SETTING THE STAGE…
We take our seats in the modern and inviting Vogel Auditorium at the Axelrod Performing Arts Center in Deal, NJ on Friday, March 10, 2017, looking foward to experiencing a dress rehearsal of one of our favorite musicals, In the Heights.
Winner of four Tony Awards and a Grammy for Best Musical Show Album, when it appeared on Broadway in 2008, In the Heights put Lin Manuel Miranda — its composer and star performer — on the map. Having written its original draft as a college sophomore at Wesleyan, Miranda has gone on to work on such projects as Broadway’s Bring it On: The Musical and the Disney animated feature, Moana.
Oh, and he also created and starred in a little show called Hamilton, which won eleven 2016 Tony Awards, in addition to a 2016 Pulitzer Prize for Drama.
Working with Lin Manuel Miranda on the original Broadway production of In the Heights — both as a cast member and as an assistant choreographer — was Luis Salgado.
Salgado, 36, was born in Puerto Rico, where he was bitten by the acting bug at the age of ten. He studied drama at the University of Puerto Rico before making his way to New York City. There, he acted in such Off-Broadway productions as Fame, danced in films like Across the Universe and American Gangster, and worked as an assistant choreographer on Disney’s Enchanted.
These days, Salgado is a highly-sought-after director and choreographer.
Andrew De Prisco, Artistic Director at Axelrod PAC and co-producer of In the Heights, says that securing Salgado to direct and choreograph their production was a stroke of luck. Salgado’s name was mentioned as someone who might be able to recommend a top-notch director/choreographer for Axelrod to pursue; never in De Prisco’s wildest dreams, however, did he think Salgado would be interested in taking the job himself.
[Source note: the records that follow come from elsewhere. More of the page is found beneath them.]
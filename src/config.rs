// SPDX-License-Identifier: MIT
// Copyright 2026 Roland Dreier <roland@rolandd.dev>

//! Application configuration loaded from environment variables.

use std::env;
use std::path::PathBuf;

use crate::db::LocalFileStore;

/// Which snapshot-store backend to run against.
#[derive(Debug, Clone, Copy, PartialEq, Eq)]
pub enum StorageBackend {
    Firestore,
    Local,
}

/// Application configuration, loaded once at startup.
#[derive(Debug, Clone)]
pub struct Config {
    /// Snapshot-store backend selection
    pub backend: StorageBackend,
    /// GCP project ID (Firestore backend)
    pub gcp_project_id: String,
    /// Data directory (local backend)
    pub data_dir: PathBuf,
    /// Outbound-write debounce window in milliseconds
    pub debounce_ms: u64,
    /// Firestore change-poll interval in seconds
    pub poll_interval_secs: u64,
}

impl Default for Config {
    /// Default config for testing only.
    fn default() -> Self {
        Self {
            backend: StorageBackend::Local,
            gcp_project_id: "test-project".to_string(),
            data_dir: PathBuf::from("data"),
            debounce_ms: 400,
            poll_interval_secs: 2,
        }
    }
}

impl Config {
    /// Load configuration from environment variables.
    pub fn from_env() -> Result<Self, ConfigError> {
        dotenvy::dotenv().ok(); // Load .env file if present

        let backend =
            parse_backend(&env::var("DIARY_BACKEND").unwrap_or_else(|_| "local".to_string()))?;

        Ok(Self {
            backend,
            gcp_project_id: env::var("GCP_PROJECT_ID").unwrap_or_else(|_| "local-dev".to_string()),
            data_dir: env::var("DIARY_DATA_DIR")
                .map(PathBuf::from)
                .unwrap_or_else(|_| LocalFileStore::default_dir()),
            debounce_ms: env::var("DIARY_DEBOUNCE_MS")
                .unwrap_or_else(|_| "400".to_string())
                .parse()
                .unwrap_or(400),
            poll_interval_secs: env::var("DIARY_POLL_INTERVAL_SECS")
                .unwrap_or_else(|_| "2".to_string())
                .parse()
                .unwrap_or(2),
        })
    }
}

fn parse_backend(value: &str) -> Result<StorageBackend, ConfigError> {
    match value.to_ascii_lowercase().as_str() {
        "firestore" => Ok(StorageBackend::Firestore),
        "local" => Ok(StorageBackend::Local),
        other => Err(ConfigError::Invalid("DIARY_BACKEND", other.to_string())),
    }
}

/// Configuration errors
#[derive(Debug, thiserror::Error)]
pub enum ConfigError {
    #[error("Invalid value for {0}: {1}")]
    Invalid(&'static str, String),
}

#[cfg(test)]
mod tests {
    use super::*;

    #[test]
    fn test_config_from_env() {
        env::set_var("DIARY_BACKEND", "local");
        env::set_var("DIARY_DEBOUNCE_MS", "250");
        env::set_var("DIARY_DATA_DIR", "/tmp/diary-test");

        let config = Config::from_env().expect("Config should load");

        assert_eq!(config.backend, StorageBackend::Local);
        assert_eq!(config.debounce_ms, 250);
        assert_eq!(config.data_dir, PathBuf::from("/tmp/diary-test"));

        env::remove_var("DIARY_BACKEND");
        env::remove_var("DIARY_DEBOUNCE_MS");
        env::remove_var("DIARY_DATA_DIR");
    }

    #[test]
    fn test_unknown_backend_rejected() {
        let err = parse_backend("cloud-spanner").unwrap_err();
        assert!(matches!(err, ConfigError::Invalid("DIARY_BACKEND", _)));
        assert_eq!(parse_backend("Firestore").unwrap(), StorageBackend::Firestore);
    }
}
But Salgado is a man who is “committed to making ‘art with a purpose.’”
Thus, for him, In the Heights “is a story that must be told at this moment when many are being forced to question their belonging in our society.” For Salgado, this play is not only a vehicle in which he can examine such concepts as “belonging” and “accepting one’s HOME” — it is also a production in which he is free to search for “the truth of an ensemble” and “the truth of a community.”
Which makes Salgado’s work with Axelrod PAC such a perfect fit.
Explains Jess Levy, CEO of Axelrod PAC and co-producer of In the Heights, Axelrod’s mission is to provide “diverse high level cultural programs that engage the community,” not just by presenting programs, but by “creating and producing their own works” which often feature members of the community. As such, for their production of In the Heights, auditions were held locally — as well as in NYC — to find just the right company to cast.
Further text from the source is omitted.